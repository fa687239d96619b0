//! Behavior selection: plans of steps, gated by posture
//!
//! Plans own their steps and steps own any sub-plan, so the active behavior forms a
//! tree that is only ever walked downward from the agent's current plan.

pub mod context;
pub mod plan;
pub mod steer;
pub mod steps;
pub mod threat;

pub use context::TickContext;
pub use plan::{Plan, PlanPhase, Posture};
pub use steer::{correction_angle_to, steer_toward};
pub use steps::{
    BlindStep, ChaseStep, InterceptStep, LandGracefullyStep, MidairStrikeStep, SaveStep, Step,
    TapStep,
};
pub use threat::measure_threat;
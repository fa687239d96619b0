//! Scoring how dangerous the current moment is for our goal.
//!
//! Positive means trouble. The scale is only meaningful relative to the thresholds
//! the agent compares it with.

use glam::Vec3;

use crate::sim::{CarState, Goal, SpaceTimeVelocity};

/// Length of `v` along `onto`, negative when pointing the other way
fn signed_projection(v: Vec3, onto: Vec3) -> f32 {
    v.dot(onto.normalize_or_zero())
}

/// Ball speed toward our goal, plus how far we are on the wrong side of the ball,
/// minus a share of the ball's distance from the goal.
pub fn measure_ball_threat(car: &CarState, ball: &SpaceTimeVelocity, goal: &Goal) -> f32 {
    let ball_to_goal = goal.center - ball.space;
    let speed_toward_goal = signed_projection(ball.velocity, ball_to_goal);
    let wrong_sidedness = signed_projection(ball.space - car.position, ball_to_goal);
    speed_toward_goal + wrong_sidedness - ball_to_goal.length() * 0.3
}

/// How squarely an enemy is lined up behind the ball toward our goal, up to 10
pub fn measure_enemy_posture(ball: &SpaceTimeVelocity, goal: &Goal, enemy: Option<&CarState>) -> f32 {
    let Some(enemy) = enemy else {
        return 0.0;
    };
    let ball_to_goal = goal.center - ball.space;
    let enemy_to_ball = (ball.space - enemy.position).normalize_or_zero() * 10.0;
    signed_projection(enemy_to_ball, ball_to_goal)
}

/// Combined threat score
pub fn measure_threat(
    car: &CarState,
    ball: &SpaceTimeVelocity,
    goal: &Goal,
    enemy: Option<&CarState>,
) -> f32 {
    let enemy_threat = measure_enemy_posture(ball, goal, enemy).max(0.0);
    let mut ball_threat = measure_ball_threat(car, ball, goal) * 0.3;
    if ball_threat < 0.0 {
        ball_threat *= 0.3;
    }
    enemy_threat + ball_threat
}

■ ■ ■ ■ ■

● **Activity**: Please state how many lines in the material above include the word "steps". Nothing but the number is wanted.

● **Task output**: 4